Le président de la République, Emmanuel Macron. - Jacques Witt/SIPA / SIPA
Rachel Garrat-Valcarcel

Rachel Garrat-Valcarcel

L'essentiel

  • Elle est là sans être là, la réforme des retraites : avant le possible vote de l’abrogation, le 8 juin, et la fin des « 100 jours » le 14 juillet, le monde politique paraît dans l’attente.
  • Les sujets mis en avant par le gouvernement ne manquent pas, mais, aussi bien dans la majorité comme dans l’opposition, on constate que peu de choses impriment.
  • La gauche, notamment, refuse de « passer à autre chose », mais a peu d’options.

Est-ce l’air du mois de mai et ses ponts, qui font du bien mais coupent tout élan ? Ou la scène politique française est-elle bien dans une drôle de période ? « Y’a un peu de ça », reconnaît le député MoDem Erwan Balanant ; « On est sur un petit creux », abonde le socialiste Arthur Delaporte. Mais d’autres sont plus radicaux - et plus anonymes : « On se fait chier… C’est la grisaille ! », cingle un écolo ; « On s’emmerde grave », tranche le conseiller d’un ministre en vue.

« On est dans un faux plat, c’est vrai, commente un conseiller socialiste.
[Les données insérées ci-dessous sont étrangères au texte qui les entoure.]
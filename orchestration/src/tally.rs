//! Vote tallying and gap mining — pure, deterministic functions.
//!
//! Isolated from control flow so the keyword vocabulary can be swapped
//! without touching the orchestrator or voting round.

use std::collections::BTreeSet;

use serde::{Deserialize, Serialize};

use crate::artifact::Artifact;

/// Phrases that mark a rationale segment as describing a deficiency.
pub const GAP_INDICATORS: &[&str] = &[
    "missing",
    "lacks",
    "incomplete",
    "should include",
    "needs",
    "requires",
    "absent",
];

/// Upper bound on mined gaps per round, for feedback-size control.
pub const MAX_GAPS: usize = 5;

/// A reviewer's decision.
#[derive(Debug, Clone, Copy, PartialEq, Eq, Hash, Serialize, Deserialize)]
#[serde(rename_all = "snake_case")]
pub enum VoteDecision {
    Yes,
    No,
}

impl std::fmt::Display for VoteDecision {
    fn fmt(&self, f: &mut std::fmt::Formatter<'_>) -> std::fmt::Result {
        match self {
            Self::Yes => write!(f, "yes"),
            Self::No => write!(f, "no"),
        }
    }
}

/// A single reviewer vote. Ephemeral — lives only within a voting round.
#[derive(Debug, Clone, Serialize, Deserialize)]
pub struct Vote {
    pub agent_id: String,
    pub decision: VoteDecision,
    pub rationale: String,
}

impl Vote {
    pub fn new(agent_id: impl Into<String>, decision: VoteDecision, rationale: impl Into<String>) -> Self {
        Self {
            agent_id: agent_id.into(),
            decision,
            rationale: rationale.into(),
        }
    }

    /// Synthetic No vote standing in for a failed reviewer call.
    pub fn synthetic_no(agent_id: &str, error: &str) -> Self {
        Self {
            agent_id: agent_id.to_string(),
            decision: VoteDecision::No,
            rationale: format!("Reviewer '{agent_id}' error: {error}. Counted as No."),
        }
    }
}

/// Result of tallying a vote set.
#[derive(Debug, Clone, Serialize, Deserialize)]
pub struct TallyOutcome {
    /// Strict-majority consensus flag.
    pub consensus: bool,
    /// Number of Yes votes.
    pub yes_votes: usize,
    /// Total votes tallied.
    pub total_votes: usize,
    /// Deduplicated, sorted gap segments mined from No votes (≤ MAX_GAPS).
    pub gaps: Vec<String>,
}

impl TallyOutcome {
    /// Feedback line injected into the next round's refinement, empty when
    /// no gaps were mined.
    pub fn feedback_summary(&self) -> String {
        if self.gaps.is_empty() {
            String::new()
        } else {
            format!("MUST address these gaps: {}", self.gaps.join("; "))
        }
    }

    /// Per-round history entry for escalation trend analysis.
    pub fn history_entry(&self) -> String {
        self.gaps.join("; ")
    }
}

/// Tally votes against a threshold fraction.
///
/// Consensus requires strictly more than `threshold * total` Yes votes, so
/// ties at the default 0.5 are "no consensus". Pure and commutative: reviewer
/// order never changes the outcome.
pub fn tally_votes(votes: &[Vote], threshold: f64) -> TallyOutcome {
    let yes_votes = votes
        .iter()
        .filter(|v| v.decision == VoteDecision::Yes)
        .count();
    let total_votes = votes.len();
    let consensus = total_votes > 0 && (yes_votes as f64) > (total_votes as f64) * threshold;

    TallyOutcome {
        consensus,
        yes_votes,
        total_votes,
        gaps: mine_gaps(votes),
    }
}

/// Extract deficiency segments from No-vote rationales.
///
/// Rationales are lowercased and split into sentence-like segments on `.`;
/// a segment is kept when it contains any gap indicator. The union across
/// all No votes is deduplicated via a sorted set (deterministic regardless
/// of vote order) and capped at `MAX_GAPS`.
pub fn mine_gaps(votes: &[Vote]) -> Vec<String> {
    let mut gaps = BTreeSet::new();
    for vote in votes {
        if vote.decision != VoteDecision::No {
            continue;
        }
        let rationale = vote.rationale.to_lowercase();
        for segment in rationale.split('.') {
            let segment = segment.trim();
            if segment.is_empty() {
                continue;
            }
            if GAP_INDICATORS.iter().any(|kw| segment.contains(kw)) {
                gaps.insert(segment.to_string());
            }
        }
    }
    gaps.into_iter().take(MAX_GAPS).collect()
}

/// Build the round-summary artifact from a tally.
///
/// Name is always `validation`; the rationale carries the vote count plus
/// every reviewer's rationale for audit.
pub fn summary_artifact(outcome: &TallyOutcome, votes: &[Vote]) -> Artifact {
    let details: Vec<&str> = votes.iter().map(|v| v.rationale.as_str()).collect();
    let rationale = format!(
        "Consensus: {}/{} yes votes. Details: {}",
        outcome.yes_votes,
        outcome.total_votes,
        details.join(" | ")
    );
    let content = if outcome.consensus { "" } else { "Refine pipeline" };
    Artifact::new("validation", content, rationale)
}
Mais plus on va s’approcher du 8 juin, plus ça va être folklo. » Le 8 juin, ce sera le jour où le groupe divers droite/divers gauche Liot (Libertés, indépendants, outre-mer et territoires) aura la maîtrise de l’ordre du jour de l’Assemblée et va présenter sa proposition d’abrogation du report de l’âge de la retraite à 64 ans. « C’est une date qui revient pas mal dans les conversations », reconnaît, soucieux, un conseiller ministériel haut placé.

Veillée d’armes

Le député écologiste Benjamin Lucas – qui ne s'« ennuie jamais »- voit lui, dans la période actuelle, « une veillée d’arme » en vue du 8 juin. « La bataille des retraites n’est pas terminée, ça n’existe pas, un combat politique qui se termine. Ce que l’Assemblée nationale a fait, et là elle ne l’a pas vraiment fait, l’Assemblée nationale peut le défaire. » Pour la gauche, il est rigoureusement impossible de passer à autre chose : « Ce serait quand même entériner un passage en force sur un truc vraiment structurant du quinquennat, explique un conseiller socialiste. Je crois qu’une partie des Français, qui ont à cœur les combats de justice et de travail, espèrent que les oppositions se bougent pour empêcher le gouvernement de passer à autre chose. » Mais les options sont « institutionnellement limitées », reconnaît Arthur Delaporte, décrivant une Assemblée « verrouillée ».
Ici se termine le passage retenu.